### Source records ###
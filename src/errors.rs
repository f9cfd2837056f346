use std::path::PathBuf;
use thiserror::Error;

use crate::loader::FormatKind;

type BoxError = Box<dyn std::error::Error + Send + Sync>;

/// Structured error types for a captioning session.
///
/// Each variant carries the context of its error domain (selection, decoding,
/// persistence, inference, clipboard) so callers can react without parsing
/// error strings. Only `Selection` is recovered by the orchestrator; every other
/// variant ends the session.
#[derive(Error, Debug)]
pub enum BatchCaptionError {
    #[error("Configuration error: {message}")]
    Configuration { message: String },

    #[error("Selection error: could not present the file picker")]
    Selection {
        #[source]
        source: BoxError,
    },

    #[error(transparent)]
    Decode(#[from] DecodeError),

    #[error("Persistence error: writing caption to {path:?} failed")]
    Persistence {
        path: PathBuf,
        #[source]
        source: std::io::Error,
    },

    #[error("Caption engine error: {operation} failed")]
    CaptionEngine {
        operation: String,
        #[source]
        source: BoxError,
    },

    #[error("Clipboard error: could not replace clipboard contents")]
    Clipboard {
        #[source]
        source: BoxError,
    },
}

/// Failures turning a file on disk into a canonical RGB buffer.
#[derive(Error, Debug)]
pub enum DecodeError {
    #[error("Unsupported image format `{extension}` (file: {path:?})")]
    UnsupportedFormat { path: PathBuf, extension: String },

    #[error("Could not read {path:?}")]
    Io {
        path: PathBuf,
        #[source]
        source: std::io::Error,
    },

    #[error("Corrupt or undecodable {kind} image (file: {path:?})")]
    Corrupt {
        path: PathBuf,
        kind: FormatKind,
        #[source]
        source: BoxError,
    },

    #[error("Image {path:?} has {pixels} pixels, above the configured limit of {limit}")]
    ResourceLimit {
        path: PathBuf,
        pixels: u64,
        limit: u64,
    },
}

pub type Result<T> = std::result::Result<T, BatchCaptionError>;

impl BatchCaptionError {
    pub(crate) fn engine<E>(operation: impl Into<String>, source: E) -> Self
    where
        E: Into<BoxError>,
    {
        Self::CaptionEngine {
            operation: operation.into(),
            source: source.into(),
        }
    }
}

/// Convert anyhow errors to configuration errors.
///
/// Some startup helpers report through anyhow; they are converted to the
/// domain type at the library boundary.
impl From<anyhow::Error> for BatchCaptionError {
    fn from(err: anyhow::Error) -> Self {
        BatchCaptionError::Configuration {
            message: err.to_string(),
        }
    }
}

/// Convert ONNX Runtime errors to caption engine errors.
impl From<ort::Error> for BatchCaptionError {
    fn from(err: ort::Error) -> Self {
        Self::engine("ort operation", err)
    }
}

/// Convert ndarray shape errors to caption engine errors.
///
/// Shape errors only occur while building or reading inference tensors.
impl From<ndarray::ShapeError> for BatchCaptionError {
    fn from(err: ndarray::ShapeError) -> Self {
        Self::engine("tensor shape conversion", err)
    }
}
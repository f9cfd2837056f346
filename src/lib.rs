pub mod clipboard;
pub mod config;
pub mod errors;
pub mod imageops;
pub mod loader;
pub mod model;
pub mod orchestrator;
pub mod persistence;
pub mod selection;
pub mod traits;

pub mod mocks;

pub use clipboard::SystemClipboard;
pub use config::Config;
pub use errors::{BatchCaptionError, DecodeError, Result};
pub use loader::{DecodeLimits, FormatKind, FormatLoader, ImageAsset};
pub use model::CaptionModel;
pub use orchestrator::{
    CaptionOrchestrator, CaptionRecord, Selection, SelectionBatch, SessionAccumulator,
    SessionState, SessionSummary,
};
pub use persistence::{sidecar_path, SidecarWriter};
pub use selection::{FileDialogSelection, PathListSelection};
pub use traits::*;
###
**Prompt**:
Work out how many lines above have the string "inference" in them, and give only the number.

**The answer**:
2